Naturally, there were claims of racism (notwithstanding the very people who cried racism were the ones who called the police). Rumor was that Al Sharpton (he was unknown at the time) was going to demonstrate. The Twana Brawly scandle broke and Sharpton started his career. What however, happened to the cop who shot the man with the fake gun. The New York Times wrote a scathing article as to what a bad guy this cop was. What the New York Times deliberately failed to mention was that the cop’s partner was black. This however (given the political climate at the time) did not stop the Bronx District from bringing the cop before the Grand Jury. Fortunately, the Grand Jury refused to indict. Until that time however, the cop went through his own personal hell.
It is sometimes good and comforting to have a person you can share your inner thoughts, feelings and fears with. Someone who is legally bound to keep you secret, and who knows the law. Someone outside the Department, and who is not on the City payroll. Remember the city pays the prosecutors, the delegates (indirectly), and trial room judges. Moreover, if the union does not pay for an attorney who do you call. Someone a friend recommends, or whoever sounds the best on TV?

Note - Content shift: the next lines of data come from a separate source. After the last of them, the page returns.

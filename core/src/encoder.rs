use crate::config::ModemConfig;
use crate::error::{ModemError, Result};
use crate::framing::{build_header, build_packet, bytes_to_nibbles, PacketType};
use crate::frontend::{PlaybackDevice, ScheduledTone, ToneGenerator};
use crate::tones::tone_frequency;
use crate::{DATA_TIMEOUT, DEFAULT_TONE_GAIN, FADE_DURATION, PREAMBLE_FREQUENCY_HZ};
use log::{debug, info, warn};
use std::time::Duration;

/// What to send
#[derive(Debug, Clone, PartialEq)]
pub enum Payload {
    Text(String),
    /// Already-compressed image bytes (JPEG) plus their pixel size
    Image { width: u16, height: u16, data: Vec<u8> },
}

impl Payload {
    pub fn packet_type(&self) -> PacketType {
        match self {
            Payload::Text(_) => PacketType::Text,
            Payload::Image { .. } => PacketType::Image,
        }
    }

    pub fn bytes(&self) -> &[u8] {
        match self {
            Payload::Text(text) => text.as_bytes(),
            Payload::Image { data, .. } => data,
        }
    }

    fn dimensions(&self) -> (u16, u16) {
        match self {
            Payload::Text(_) => (0, 0),
            Payload::Image { width, height, .. } => (*width, *height),
        }
    }
}

/// Tone schedule for one packet, relative to the transmission start
#[derive(Debug, Clone, PartialEq)]
pub struct TransmissionPlan {
    pub tones: Vec<ScheduledTone>,
    pub total: Duration,
    /// Nibbles carried by the data tones (header included)
    pub nibbles: Vec<u8>,
}

impl TransmissionPlan {
    /// Fraction of the schedule elapsed, clamped to [0, 1].
    ///
    /// Pure function of wall-clock time: progress displays may call it at any
    /// rate without touching protocol state.
    pub fn progress_at(&self, elapsed: Duration) -> f32 {
        if self.total.is_zero() {
            return 1.0;
        }
        (elapsed.as_secs_f64() / self.total.as_secs_f64()).clamp(0.0, 1.0) as f32
    }

    /// When the first data tone starts
    pub fn data_start(&self) -> Option<Duration> {
        self.tones.get(1).map(|tone| tone.start)
    }
}

/// Packet transmitter: preamble, guard gap, then one tone per nibble
pub struct Transmitter {
    config: ModemConfig,
    gain: f32,
}

impl Transmitter {
    pub fn new(config: ModemConfig) -> Result<Self> {
        config.validate()?;
        Ok(Self {
            config,
            gain: DEFAULT_TONE_GAIN,
        })
    }

    pub fn config(&self) -> &ModemConfig {
        &self.config
    }

    pub fn gain(&self) -> f32 {
        self.gain
    }

    /// Set the peak tone gain (clamped to 0.01..1.0)
    pub fn set_gain(&mut self, gain: f32) {
        self.gain = gain.clamp(0.01, 1.0);
    }

    /// Build the tone schedule without playing it
    pub fn plan(&self, payload: &Payload) -> Result<TransmissionPlan> {
        let data = payload.bytes();
        let payload_len =
            u32::try_from(data.len()).map_err(|_| ModemError::PayloadTooLarge(data.len()))?;
        let (width, height) = payload.dimensions();

        let header = build_header(payload.packet_type(), payload_len, width, height);
        let nibbles = bytes_to_nibbles(&build_packet(&header, data));

        let symbol = self.config.symbol_duration;
        let mut tones = Vec::with_capacity(nibbles.len() + 1);

        tones.push(ScheduledTone {
            frequency: PREAMBLE_FREQUENCY_HZ,
            start: Duration::ZERO,
            duration: self.config.preamble_duration(),
            gain: self.gain,
            ramp: FADE_DURATION,
        });

        let data_start = self.config.preamble_duration() + self.config.guard_gap();
        for (i, &nibble) in nibbles.iter().enumerate() {
            tones.push(ScheduledTone {
                frequency: tone_frequency(&self.config, nibble)?,
                start: data_start + symbol * i as u32,
                duration: self.config.tone_duration(),
                gain: self.gain,
                ramp: FADE_DURATION,
            });
        }

        let total = data_start + symbol * nibbles.len() as u32;
        if total - data_start > DATA_TIMEOUT {
            warn!(
                "Transmission of {} bytes takes {:.1}s of data, receivers time out after {}s",
                data.len(),
                (total - data_start).as_secs_f32(),
                DATA_TIMEOUT.as_secs()
            );
        }

        debug!(
            "Planned {} data tones after {:?} preamble, total {:?}",
            nibbles.len(),
            self.config.preamble_duration(),
            total
        );

        Ok(TransmissionPlan {
            tones,
            total,
            nibbles,
        })
    }

    /// Schedule every tone of `payload` on `generator`
    pub fn schedule<G: ToneGenerator>(&self, payload: &Payload, generator: &mut G) -> Result<TransmissionPlan> {
        let plan = self.plan(payload)?;
        self.schedule_plan(payload, &plan, generator)?;
        Ok(plan)
    }

    fn schedule_plan<G: ToneGenerator>(
        &self,
        payload: &Payload,
        plan: &TransmissionPlan,
        generator: &mut G,
    ) -> Result<()> {
        for tone in &plan.tones {
            generator.schedule_tone(tone)?;
        }
        info!(
            "Scheduled {:?} packet: {} bytes in {:.2}s",
            payload.packet_type(),
            payload.bytes().len(),
            plan.total.as_secs_f32()
        );
        Ok(())
    }

    /// Open `device` and schedule the packet on it.
    ///
    /// The device stays open; the caller releases it once `plan.total` has
    /// elapsed (or earlier to abandon the remaining tones). A tone the
    /// device rejects abandons the transmission and releases the device.
    pub fn send<D: PlaybackDevice>(&self, payload: &Payload, device: &mut D) -> Result<TransmissionPlan> {
        let plan = self.plan(payload)?;
        device.open()?;
        if let Err(err) = self.schedule_plan(payload, &plan, device) {
            warn!("Transmission abandoned: {}", err);
            device.close();
            return Err(err);
        }
        Ok(plan)
    }
}
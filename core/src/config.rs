use crate::error::{ModemError, Result};
use crate::{
    FADE_DURATION, GUARD_SYMBOLS, NUM_TONES, PREAMBLE_CONFIRM_SYMBOLS, PREAMBLE_FREQUENCY_HZ,
    PREAMBLE_SYMBOLS, TICKS_PER_SYMBOL, TONE_FILL_RATIO,
};
use std::time::Duration;

/// Smallest symbol duration that still leaves room for both fades
const MIN_SYMBOL_DURATION: Duration = Duration::from_millis(20);

/// Settings shared out-of-band by transmitter and receiver.
///
/// Nothing here is negotiated on the air: both ends must be configured
/// with identical values or the receiver decodes garbage.
#[derive(Debug, Clone, Copy, PartialEq)]
pub struct ModemConfig {
    /// Length of one symbol slot
    pub symbol_duration: Duration,
    /// Frequency of symbol 0 in Hz
    pub base_frequency: f32,
    /// Distance between adjacent symbol tones in Hz
    pub spacing: f32,
    /// Normalized magnitude (0..1) a tone must exceed to count as present
    pub threshold: f32,
}

impl Default for ModemConfig {
    fn default() -> Self {
        Self {
            symbol_duration: Duration::from_millis(120),
            base_frequency: 1000.0,
            spacing: 200.0,
            threshold: 0.1,
        }
    }
}

impl ModemConfig {
    pub fn validate(&self) -> Result<()> {
        if self.symbol_duration < MIN_SYMBOL_DURATION {
            return Err(ModemError::InvalidConfig(format!(
                "symbol duration {:?} is below the {:?} minimum",
                self.symbol_duration, MIN_SYMBOL_DURATION
            )));
        }
        if !(self.base_frequency > 0.0) {
            return Err(ModemError::InvalidConfig(format!(
                "base frequency must be positive, got {}",
                self.base_frequency
            )));
        }
        if !(self.spacing > 0.0) {
            return Err(ModemError::InvalidConfig(format!(
                "frequency spacing must be positive, got {}",
                self.spacing
            )));
        }
        if !(self.threshold > 0.0 && self.threshold < 1.0) {
            return Err(ModemError::InvalidConfig(format!(
                "threshold must lie in (0, 1), got {}",
                self.threshold
            )));
        }

        // The preamble must stay at least one spacing clear of the data band
        let below = PREAMBLE_FREQUENCY_HZ <= self.base_frequency - self.spacing;
        let above = PREAMBLE_FREQUENCY_HZ >= self.highest_frequency() + self.spacing;
        if !below && !above {
            return Err(ModemError::InvalidConfig(format!(
                "preamble tone {} Hz overlaps data band {}..{} Hz",
                PREAMBLE_FREQUENCY_HZ,
                self.base_frequency,
                self.highest_frequency()
            )));
        }

        Ok(())
    }

    /// Frequency of symbol 15
    pub fn highest_frequency(&self) -> f32 {
        self.base_frequency + (NUM_TONES - 1) as f32 * self.spacing
    }

    /// Interval of the receiver's sampling clock
    pub fn tick_interval(&self) -> Duration {
        self.symbol_duration / TICKS_PER_SYMBOL
    }

    /// Audible part of a data symbol; the rest of the slot is silence
    pub fn tone_duration(&self) -> Duration {
        self.symbol_duration
            .mul_f64(TONE_FILL_RATIO)
            .max(FADE_DURATION * 2)
    }

    pub fn preamble_duration(&self) -> Duration {
        self.symbol_duration * PREAMBLE_SYMBOLS
    }

    /// How long the preamble tone must be held before sync is confirmed
    pub fn preamble_confirm_duration(&self) -> Duration {
        self.symbol_duration * PREAMBLE_CONFIRM_SYMBOLS
    }

    /// Part of the preamble still sounding when the receiver confirms it
    pub fn preamble_tail(&self) -> Duration {
        self.preamble_duration() - self.preamble_confirm_duration()
    }

    pub fn guard_gap(&self) -> Duration {
        self.symbol_duration * GUARD_SYMBOLS
    }
}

You need an attorney who knows the law, who knows the way the Department thinks, the way IAB thinks, and the way the DA’s office thinks. An independent advisor who knows what you are going through, be it (hopefully never) a shooting, or just a problem with a boss. Sometimes just someone to talk to who is legally bound to keep your secret. What if you know of a cop selling drugs? Who do you talk to? No one wants to rat on a fellow cop, especially if they are friendly. Yet, the orders are that you report this to IAB. You can not talk to a fellow cop, as if you do you put him in the same spot as you, you can not talk to a boss “off the record” (do you really think the boss will risk his career for you)? You can talk to a clergyman or woman, but he or she does not understand police culture. Or, you can talk to an attorney, with trial and appellate experience, who lived twenty years with the police culture, knows the law, and will keep your confidences.
In sum, sometimes it is just good to have a person you can trust implicitly, will not break a confidence, knows the law, and owes nothing to anyone except you. Furthermore, in an emergency will be there for you 24/7.